Mashup maker

I think it’d be pretty cool to have online video editing tools that could take Youtube URLs (with the #t parameter) and durations for sources, and then a couple of audio channels.

I’m pretty sure you could build it by capturing out of the rtmp stream the way youtubedownloader-ey things do, then you could just run some command-line video encoding software on the pieces, stitch it up as an flv, and give it back.

Sounds hard, but fun. Maybe a Christmas project.

Preliminary thoughts on clothing

I’ve never been well dressed.

There’s been this mix of apathy, misunderstanding, and a lack of resource in my life that led to an endless stream of stretchy khakis or cords and baggy t-shirts. Giant fuzzy sweaters, loose-hanging, wrinkly dress shirts. Big black tube-socks. I had heard the words of people who cared about fashion, “this is the way you present yourself; it’s the first impression you give, the message you tell the world”, and thought internally, “ha, the message you’re giving off is that you can’t stand on your attributes, so you’ve got to hide behind some ideal of flashy popularity”. What mattered to me was that my clothing was comfortable. That I could go crawl through a sewer or climb up a wall and my shirt could get a bit messed up. If I don’t care what I look like, why should you?

My opinions have been there a long time, and for some reason – likely just increasing maturity – they have been changing. I’m beginning to see the value in having a well made garment. I won’t be suggesting that I am hiding behind a flashy ideal, I’ll just be showing off the fact that I’ve thought about this. If I care how I look, it shows that I’ll also care about other things. The difference in thought has been subtle, but this feels like a sweeping change.

It’s led me to recognize that there is a difference between having a piece of clothing that’s comfortable because it is loose, and one that fits properly. As a child, I likely understood only “too small” or “not too small”, and I certainly didn’t want “too small”.

So, I’ve decided to invest some spare cycles into this. I don’t think I’m going to really take to fashion, per se, but to a pursuit of being well dressed. This means fewer clothes, which fit and look better, which I take better care of.
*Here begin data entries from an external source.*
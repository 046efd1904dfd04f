//! Consecutive-failure circuit breaker.
//!
//! Closed until `failure_threshold` calls in a row fail, then open. An open
//! circuit rejects calls locally until `recovery_timeout` has passed since
//! the last failure, after which it resets optimistically: the counter is
//! cleared and every caller is let through. There is no single-probe
//! half-open state.
//!
//! State lives behind a `std::sync::Mutex` that is only held for the
//! bookkeeping itself, never across an `.await`.

use crate::error::InferenceError;
use serde::Serialize;
use std::sync::{Mutex, MutexGuard};
use std::time::Duration;
use tokio::time::Instant;
use tracing::{info, warn};

#[derive(Debug, Default)]
struct BreakerState {
    failure_count: u32,
    last_failure_time: Option<Instant>,
    open: bool,
}

/// Point-in-time view of the breaker, for status reporting.
#[derive(Debug, Clone, Copy, PartialEq, Eq, Serialize)]
pub struct BreakerSnapshot {
    pub failure_count: u32,
    pub open: bool,
    pub failure_threshold: u32,
    pub recovery_timeout_secs: u64,
    /// Milliseconds since the last recorded failure, if any.
    pub since_last_failure_ms: Option<u64>,
}

#[derive(Debug)]
pub struct CircuitBreaker {
    state: Mutex<BreakerState>,
    failure_threshold: u32,
    recovery_timeout: Duration,
}

impl CircuitBreaker {
    pub fn new(failure_threshold: u32, recovery_timeout: Duration) -> Self {
        Self {
            state: Mutex::new(BreakerState::default()),
            failure_threshold: failure_threshold.max(1),
            recovery_timeout,
        }
    }

    fn lock(&self) -> MutexGuard<'_, BreakerState> {
        // Bookkeeping is a handful of field writes; a panic elsewhere cannot
        // leave it half-updated.
        self.state.lock().unwrap_or_else(|e| e.into_inner())
    }

    /// Gate a call. `Err(CircuitOpen)` means no network attempt may be made.
    pub fn check(&self) -> Result<(), InferenceError> {
        let mut state = self.lock();
        if !state.open {
            return Ok(());
        }

        let elapsed = state
            .last_failure_time
            .map(|t| t.elapsed())
            .unwrap_or(Duration::MAX);
        if elapsed > self.recovery_timeout {
            info!(
                "Circuit reset after {:.1}s without failures",
                elapsed.as_secs_f64()
            );
            state.open = false;
            state.failure_count = 0;
            return Ok(());
        }

        let remaining = self.recovery_timeout - elapsed;
        Err(InferenceError::CircuitOpen {
            failure_count: state.failure_count,
            retry_after_ms: remaining.as_millis() as u64,
        })
    }

    /// A call succeeded: close the circuit and clear the counter.
    pub fn record_success(&self) {
        let mut state = self.lock();
        if state.open || state.failure_count > 0 {
            info!(
                "Inference call succeeded, clearing {} recorded failure(s)",
                state.failure_count
            );
        }
        state.failure_count = 0;
        state.open = false;
    }

    /// A call failed after exhausting its retries.
    pub fn record_failure(&self) {
        let mut state = self.lock();
        state.failure_count = state.failure_count.saturating_add(1);
        state.last_failure_time = Some(Instant::now());
        if !state.open && state.failure_count >= self.failure_threshold {
            state.open = true;
            warn!(
                "Circuit opened after {} consecutive failures; rejecting calls for {}s",
                state.failure_count,
                self.recovery_timeout.as_secs()
            );
        }
    }

    pub fn snapshot(&self) -> BreakerSnapshot {
        let state = self.lock();
        BreakerSnapshot {
            failure_count: state.failure_count,
            open: state.open,
            failure_threshold: self.failure_threshold,
            recovery_timeout_secs: self.recovery_timeout.as_secs(),
            since_last_failure_ms: state
                .last_failure_time
                .map(|t| t.elapsed().as_millis() as u64),
        }
    }
}

#[cfg(test)]
mod tests {
    use super::*;

    fn breaker() -> CircuitBreaker {
        CircuitBreaker::new(3, Duration::from_secs(60))
    }

    #[tokio::test(start_paused = true)]
    async fn opens_at_threshold() {
        let b = breaker();
        b.record_failure();
        b.record_failure();
        assert!(b.check().is_ok());
        b.record_failure();

        let err = b.check().unwrap_err();
        assert!(err.is_circuit_open());
        assert!(b.snapshot().open);
        assert_eq!(b.snapshot().failure_count, 3);
    }

    #[tokio::test(start_paused = true)]
    async fn success_clears_counter() {
        let b = breaker();
        b.record_failure();
        b.record_failure();
        b.record_success();
        b.record_failure();
        b.record_failure();
        assert!(b.check().is_ok());
        assert_eq!(b.snapshot().failure_count, 2);
    }

    #[tokio::test(start_paused = true)]
    async fn resets_only_after_recovery_timeout() {
        let b = breaker();
        for _ in 0..3 {
            b.record_failure();
        }

        tokio::time::advance(Duration::from_secs(60)).await;
        // Exactly the timeout is not enough; the reset needs strictly more.
        assert!(b.check().is_err());

        tokio::time::advance(Duration::from_millis(1)).await;
        assert!(b.check().is_ok());
        let snap = b.snapshot();
        assert!(!snap.open);
        assert_eq!(snap.failure_count, 0);
    }

    #[tokio::test(start_paused = true)]
    async fn retry_after_counts_down() {
        let b = breaker();
        for _ in 0..3 {
            b.record_failure();
        }
        tokio::time::advance(Duration::from_secs(20)).await;
        match b.check() {
            Err(InferenceError::CircuitOpen { retry_after_ms, .. }) => {
                assert_eq!(retry_after_ms, 40_000)
            }
            other => panic!("expected open circuit, got {other:?}"),
        }
    }

    #[tokio::test(start_paused = true)]
    async fn failure_after_reset_counts_from_zero() {
        let b = breaker();
        for _ in 0..3 {
            b.record_failure();
        }
        tokio::time::advance(Duration::from_secs(61)).await;
        assert!(b.check().is_ok());
        b.record_failure();
        assert!(b.check().is_ok());
        assert_eq!(b.snapshot().failure_count, 1);
    }
}
//! Image encoding: `DynamicImage` → inline base64 PNG [`ImageReference`].
//!
//! The layout service accepts either a reference it can resolve itself (a
//! path or URL on its side) or the page pixels inline in the JSON body.
//! PNG is lossless; compression artefacts on rendered text shift detector
//! boxes.

use crate::client::protocol::ImageReference;
use base64::{engine::general_purpose::STANDARD, Engine as _};
use image::DynamicImage;
use std::io::Cursor;
use tracing::debug;

/// Encode a page image as an inline base64 PNG reference.
pub fn encode_image(img: &DynamicImage) -> Result<ImageReference, image::ImageError> {
    let mut buf = Vec::new();
    img.write_to(&mut Cursor::new(&mut buf), image::ImageFormat::Png)?;

    let data = STANDARD.encode(&buf);
    debug!(
        "Encoded {}x{} page → {} bytes base64",
        img.width(),
        img.height(),
        data.len()
    );

    Ok(ImageReference::Inline {
        data,
        mime_type: "image/png".to_string(),
    })
}

#[cfg(test)]
mod tests {
    use super::*;
    use image::{Rgb, RgbImage};

    #[test]
    fn encode_small_image() {
        let img = DynamicImage::ImageRgb8(RgbImage::from_pixel(10, 10, Rgb([255, 0, 0])));
        let reference = encode_image(&img).expect("encode should succeed");
        match reference {
            ImageReference::Inline { data, mime_type } => {
                assert_eq!(mime_type, "image/png");
                let decoded = STANDARD.decode(&data).expect("valid base64");
                assert_eq!(&decoded[1..4], b"PNG");
            }
            other => panic!("expected inline reference, got {other:?}"),
        }
    }
}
Better care here means “more regular washing/drying and ironing, as opposed to “no longer crawling through sewer grates or climbing up walls.”

Some guidelines occurred to me as a place to start, they are that a good piece of clothing must:

  1. Be comfortable without being too large.
  2. Provide some variability or option to the way it is worn, and
  3. Strike a balance between reality and imagination; because the best artist is in the observer’s mind.

I think that if I can manage to find things that fit those guidelines, I’ll probably look pretty good. Next up is figuring out where and when to buy things.

As my opinion progresses, I’ll keep you posted.

Zeno wrote a letter…

I’m beginning to come to some conclusions about the failures of communication between people. It draws heavily upon the example Zeno presented in the dichotomy paradox.

Two persons know of concepts, which they wish to discuss. One could analogize to suggest that person A’s understanding of a concept sits at one end of a track, while person B’s understanding of that same concept sits at the other. Together, they will use language to attempt to move together toward the ideal of the concept, placed at the center of the track.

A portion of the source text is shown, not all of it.